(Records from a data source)
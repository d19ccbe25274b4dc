//! Round scoring
//!
//! Points decay exponentially with distance. The decay constant calibrates
//! the HP model: a perfect guess against a miss of ~350 km deals roughly
//! half a player's starting HP, so games resolve in a handful of rounds.

/// Maximum points for a perfect guess.
pub const MAX_POINTS: i32 = 5000;

/// Per-kilometer decay factor.
const DECAY_PER_KM: f64 = 0.998036;

/// Points for a guess at the given distance from the target, in meters.
///
/// `round(5000 * 0.998036^(distance_km))` - monotonically decreasing,
/// 5000 at zero distance, asymptotically 0.
pub fn points(distance_meters: f64) -> i32 {
    let distance_km = distance_meters / 1000.0;
    (f64::from(MAX_POINTS) * DECAY_PER_KM.powf(distance_km)).round() as i32
}

#[cfg(test)]
mod tests {
    use super::*;

    #[test]
    fn test_perfect_guess() {
        assert_eq!(points(0.0), 5000);
    }

    #[test]
    fn test_antipodal_guess_scores_nothing() {
        // Half the Earth's circumference away
        assert_eq!(points(20_015_000.0), 0);
    }

    #[test]
    fn test_monotonically_decreasing() {
        let distances =
            [0.0, 500.0, 2_000.0, 47_000.0, 350_000.0, 1_000_000.0, 5_000_000.0, 20_000_000.0];
        for pair in distances.windows(2) {
            assert!(
                points(pair[0]) >= points(pair[1]),
                "points({}) < points({})",
                pair[0],
                pair[1]
            );
        }
    }

    #[test]
    fn test_city_scale_miss() {
        // ~47 km off (Paris center vs. its far suburbs) still scores high
        let p = points(47_400.0);
        assert!((4500..4600).contains(&p), "got {p}");
    }

    #[test]
    fn test_half_hp_calibration() {
        // A ~353 km miss against a perfect guess costs about half of 6000 HP
        let damage = MAX_POINTS - points(353_000.0);
        assert!((2400..2700).contains(&damage), "got {damage}");
    }
}
//! WebSocket protocol

pub mod events;
pub mod payloads;

pub use events::{ClientEvent, ServerEvent};
pub use payloads::{PlayerInfo, RankUpInfo, ReconnectGameState, ReconnectLocation};
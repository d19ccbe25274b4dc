//! WebSocket accept-time authentication.
//!
//! Sockets authenticate with a `token` query parameter. Failures map to a
//! close with code 1008 and a fixed reason string. Unlike the HTTP boundary,
//! banned users pass here; callers that care filter afterwards.

use mistduel_db::{DbPool, User, users};

use crate::token::{TokenConfig, decode_access_token};

#[derive(Debug, thiserror::Error)]
pub enum WsAuthError {
    #[error("Missing token")]
    MissingToken,

    #[error("Invalid token")]
    InvalidToken,

    #[error("User not found")]
    UserNotFound,
}

impl WsAuthError {
    /// Reason string for the 1008 close frame.
    pub fn close_reason(&self) -> &'static str {
        match self {
            WsAuthError::MissingToken => "Missing token",
            WsAuthError::InvalidToken => "Invalid token",
            WsAuthError::UserNotFound => "User not found",
        }
    }
}

/// Validate the `token` query parameter of a WebSocket upgrade and resolve
/// the user behind it.
pub async fn authenticate_socket(
    pool: &DbPool,
    config: &TokenConfig,
    token: Option<&str>,
) -> Result<User, WsAuthError> {
    let token = token.ok_or(WsAuthError::MissingToken)?;

    let claims =
        decode_access_token(config, token).map_err(|_| WsAuthError::InvalidToken)?;

    users::get_by_id(pool, &claims.id)
        .await
        .map_err(|e| {
            tracing::error!(error = %e, "Database error during socket auth");
            WsAuthError::InvalidToken
        })?
        .ok_or(WsAuthError::UserNotFound)
}
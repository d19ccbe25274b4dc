//! Clan war endpoints
//!
//! The war lifecycle: declare, accept/decline, field a roster, play your
//! pair's lobby, inspect. Scores arrive through the engine when a clan-war
//! lobby finishes, not through this surface.

use axum::Json;
use axum::extract::{Path, State};
use validator::Validate;

use mistduel_auth::AuthUser;
use mistduel_db::{User, clans};
use mistduel_engine::war;
use mistduel_protocol::api::clans::{
    ClanResponse, CreateWarRequest, RosterRequest, WarResponse,
};
use mistduel_protocol::api::lobbies::CreateLobbyResponse;

use crate::error::ApiError;
use crate::state::AppState;

fn war_response(war: clans::ClanWar) -> WarResponse {
    WarResponse {
        id: war.id,
        clan_1_id: war.clan_1_id,
        clan_2_id: war.clan_2_id,
        status: war.status,
        participants: serde_json::to_value(&war.participants.0).unwrap_or_default(),
        clan_1_score: war.clan_1_score,
        clan_2_score: war.clan_2_score,
        winner_clan_id: war.winner_clan_id,
    }
}

/// The caller's clan, which they must own.
async fn owned_clan(state: &AppState, user: &User) -> Result<clans::Clan, ApiError> {
    let clan_id = user
        .clan_id
        .as_deref()
        .ok_or_else(|| ApiError::Forbidden("You are not in a clan".to_string()))?;

    let clan = clans::get_clan(&state.db, clan_id)
        .await?
        .ok_or_else(|| ApiError::NotFound("Clan not found".to_string()))?;

    if clan.owner_id != user.id {
        return Err(ApiError::Forbidden("You are not the owner of this clan".to_string()));
    }
    Ok(clan)
}

/// `POST /clans/war/declare/{clan_id}` - declare war on another clan.
pub async fn create_war(
    Path(clan_id): Path<String>,
    State(state): State<AppState>,
    AuthUser(user): AuthUser,
    Json(request): Json<CreateWarRequest>,
) -> Result<Json<WarResponse>, ApiError> {
    request.validate()?;

    let clan = owned_clan(&state, &user).await?;
    if clan.id != clan_id {
        return Err(ApiError::Forbidden("You are not the owner of this clan".to_string()));
    }
    if request.defender_clan_id == clan.id {
        return Err(ApiError::Validation("A clan cannot declare war on itself".to_string()));
    }

    clans::get_clan(&state.db, &request.defender_clan_id)
        .await?
        .ok_or_else(|| ApiError::NotFound("Defender clan not found".to_string()))?;

    let war = clans::create_war(&state.db, &clan.id, &request.defender_clan_id).await?;
    tracing::info!(war_id = %war.id, attacker = %clan.id, defender = %request.defender_clan_id, "War declared");
    Ok(Json(war_response(war)))
}

/// `POST /clans/war/{war_id}/accept` - defender accepts the war.
pub async fn accept_war(
    Path(war_id): Path<String>,
    State(state): State<AppState>,
    AuthUser(user): AuthUser,
) -> Result<Json<WarResponse>, ApiError> {
    let clan = owned_clan(&state, &user).await?;
    let war = require_war_member(&state, &war_id, &clan.id).await?;

    war::accept_war(&state.db, &war.id).await?;
    let war = clans::get_war(&state.db, &war_id).await?.ok_or_else(war_gone)?;
    Ok(Json(war_response(war)))
}

/// `POST /clans/war/{war_id}/decline` - defender refuses; attacker wins by
/// forfeit with the harsher penalty applied.
pub async fn decline_war(
    Path(war_id): Path<String>,
    State(state): State<AppState>,
    AuthUser(user): AuthUser,
) -> Result<Json<WarResponse>, ApiError> {
    let clan = owned_clan(&state, &user).await?;
    require_war_member(&state, &war_id, &clan.id).await?;

    war::declaim_war(&state.db, &war_id).await?;
    let war = clans::get_war(&state.db, &war_id).await?.ok_or_else(war_gone)?;
    Ok(Json(war_response(war)))
}

/// `POST /clans/war/{war_id}/roster` - field five members for your side.
/// When both sides are in, the bracket forms.
pub async fn set_roster(
    Path(war_id): Path<String>,
    State(state): State<AppState>,
    AuthUser(user): AuthUser,
    Json(request): Json<RosterRequest>,
) -> Result<Json<WarResponse>, ApiError> {
    request.validate()?;

    let clan_id = user
        .clan_id
        .as_deref()
        .ok_or_else(|| ApiError::Forbidden("You are not in a clan".to_string()))?;

    let war =
        war::set_participants(&state.db, &state.wars, &war_id, clan_id, request.players).await?;
    Ok(Json(war_response(war)))
}

/// `POST /clans/war/{war_id}/play` - get (or create) the caller's pair lobby.
pub async fn play_war(
    Path(war_id): Path<String>,
    State(state): State<AppState>,
    AuthUser(user): AuthUser,
) -> Result<Json<CreateLobbyResponse>, ApiError> {
    let invite_code =
        war::play_war(&state.db, &state.wars, &state.provider, &war_id, &user.id).await?;
    Ok(Json(CreateLobbyResponse { invite_code }))
}

/// `GET /clans/war/{war_id}` - inspect a war.
pub async fn get_war(
    Path(war_id): Path<String>,
    State(state): State<AppState>,
    AuthUser(_user): AuthUser,
) -> Result<Json<WarResponse>, ApiError> {
    let war = clans::get_war(&state.db, &war_id).await?.ok_or_else(war_gone)?;
    Ok(Json(war_response(war)))
}

/// `GET /clans/{clan_id}` - public clan card.
pub async fn get_clan(
    Path(clan_id): Path<String>,
    State(state): State<AppState>,
    AuthUser(_user): AuthUser,
) -> Result<Json<ClanResponse>, ApiError> {
    let clan = clans::get_clan(&state.db, &clan_id)
        .await?
        .ok_or_else(|| ApiError::NotFound("Clan not found".to_string()))?;

    Ok(Json(ClanResponse {
        id: clan.id,
        name: clan.name,
        tag: clan.tag,
        owner_id: clan.owner_id,
        members: clan.members,
        xp: clan.xp,
        reputation: clan.reputation,
        wars_won: clan.wars_won,
        wars_lost: clan.wars_lost,
        wars_total: clan.wars_total,
    }))
}

fn war_gone() -> ApiError {
    ApiError::NotFound("War not found".to_string())
}

async fn require_war_member(
    state: &AppState,
    war_id: &str,
    clan_id: &str,
) -> Result<clans::ClanWar, ApiError> {
    let war = clans::get_war(&state.db, war_id).await?.ok_or_else(war_gone)?;
    if war.clan_1_id != clan_id && war.clan_2_id != clan_id {
        return Err(ApiError::Forbidden(
            "Your clan is not a participant of this war".to_string(),
        ));
    }
    Ok(war)
}
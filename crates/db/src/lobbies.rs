//! Lobby database queries
//!
//! A lobby row is the durable half of a duel: invite code, roster, timer, and
//! the location sequence fixed at creation. The realtime engine owns the rest.

use sqlx::FromRow;
use sqlx::types::Json;

use mistduel_core::duel::{GameMode, RoundLocation};
use mistduel_core::generate_invite_code;

use crate::DbPool;

#[derive(Debug, Clone, FromRow)]
pub struct Lobby {
    pub invite_code: String,
    pub host_id: String, // usr_XXXXXXXXXXXX
    pub users: Vec<String>,
    pub timer: i32,
    pub locations: Json<Vec<RoundLocation>>,
    pub mode: Option<String>,
    pub war_id: Option<String>,
}

impl Lobby {
    pub fn game_mode(&self) -> GameMode {
        match self.mode.as_deref() {
            Some("clan_war") => GameMode::ClanWar,
            _ => GameMode::Duel,
        }
    }
}

/// Outcome of a join attempt.
#[derive(Debug)]
pub enum JoinOutcome {
    Joined(Lobby),
    AlreadyIn(Lobby),
    Full,
    NotFound,
}

/// Create a lobby hosted by `host_id` with a fixed location sequence.
pub async fn create(
    pool: &DbPool,
    host_id: &str,
    locations: Vec<RoundLocation>,
    timer: i32,
    mode: Option<&str>,
    war_id: Option<&str>,
) -> Result<Lobby, sqlx::Error> {
    let invite_code = generate_invite_code();

    sqlx::query_as::<_, Lobby>(
        r#"
        INSERT INTO lobbies (invite_code, host_id, users, timer, locations, mode, war_id)
        VALUES ($1, $2, ARRAY[$2], $3, $4, $5, $6)
        RETURNING invite_code, host_id, users, timer, locations, mode, war_id
        "#,
    )
    .bind(&invite_code)
    .bind(host_id)
    .bind(timer)
    .bind(Json(locations))
    .bind(mode)
    .bind(war_id)
    .fetch_one(pool)
    .await
}

pub async fn get_by_code(pool: &DbPool, invite_code: &str) -> Result<Option<Lobby>, sqlx::Error> {
    sqlx::query_as::<_, Lobby>(
        r#"
        SELECT invite_code, host_id, users, timer, locations, mode, war_id
        FROM lobbies
        WHERE invite_code = $1
        "#,
    )
    .bind(invite_code)
    .fetch_optional(pool)
    .await
}

/// Add a user to a lobby roster. Duel rosters cap at two.
pub async fn add_user(
    pool: &DbPool,
    invite_code: &str,
    user_id: &str,
) -> Result<JoinOutcome, sqlx::Error> {
    let Some(lobby) = get_by_code(pool, invite_code).await? else {
        return Ok(JoinOutcome::NotFound);
    };

    if lobby.users.iter().any(|id| id == user_id) {
        return Ok(JoinOutcome::AlreadyIn(lobby));
    }
    if lobby.users.len() >= 2 {
        return Ok(JoinOutcome::Full);
    }

    let updated = sqlx::query_as::<_, Lobby>(
        r#"
        UPDATE lobbies
        SET users = array_append(users, $2)
        WHERE invite_code = $1
        RETURNING invite_code, host_id, users, timer, locations, mode, war_id
        "#,
    )
    .bind(invite_code)
    .bind(user_id)
    .fetch_one(pool)
    .await?;

    Ok(JoinOutcome::Joined(updated))
}

pub async fn remove_user(
    pool: &DbPool,
    invite_code: &str,
    user_id: &str,
) -> Result<Option<Lobby>, sqlx::Error> {
    sqlx::query_as::<_, Lobby>(
        r#"
        UPDATE lobbies
        SET users = array_remove(users, $2)
        WHERE invite_code = $1
        RETURNING invite_code, host_id, users, timer, locations, mode, war_id
        "#,
    )
    .bind(invite_code)
    .bind(user_id)
    .fetch_optional(pool)
    .await
}

pub async fn delete(pool: &DbPool, invite_code: &str) -> Result<(), sqlx::Error> {
    sqlx::query("DELETE FROM lobbies WHERE invite_code = $1")
        .bind(invite_code)
        .execute(pool)
        .await?;
    Ok(())
}

/// Lobbies whose roster contains `user_id` (profile's active-lobby list).
pub async fn get_by_user(pool: &DbPool, user_id: &str) -> Result<Vec<Lobby>, sqlx::Error> {
    sqlx::query_as::<_, Lobby>(
        r#"
        SELECT invite_code, host_id, users, timer, locations, mode, war_id
        FROM lobbies
        WHERE $1 = ANY(users)
        "#,
    )
    .bind(user_id)
    .fetch_all(pool)
    .await
}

How to complete this task:
Check each line above for "sequence" and return the ones that have it.

Expected output:
//! the location sequence fixed at creation. The realtime engine owns the rest.
/// Create a lobby hosted by `host_id` with a fixed location sequence.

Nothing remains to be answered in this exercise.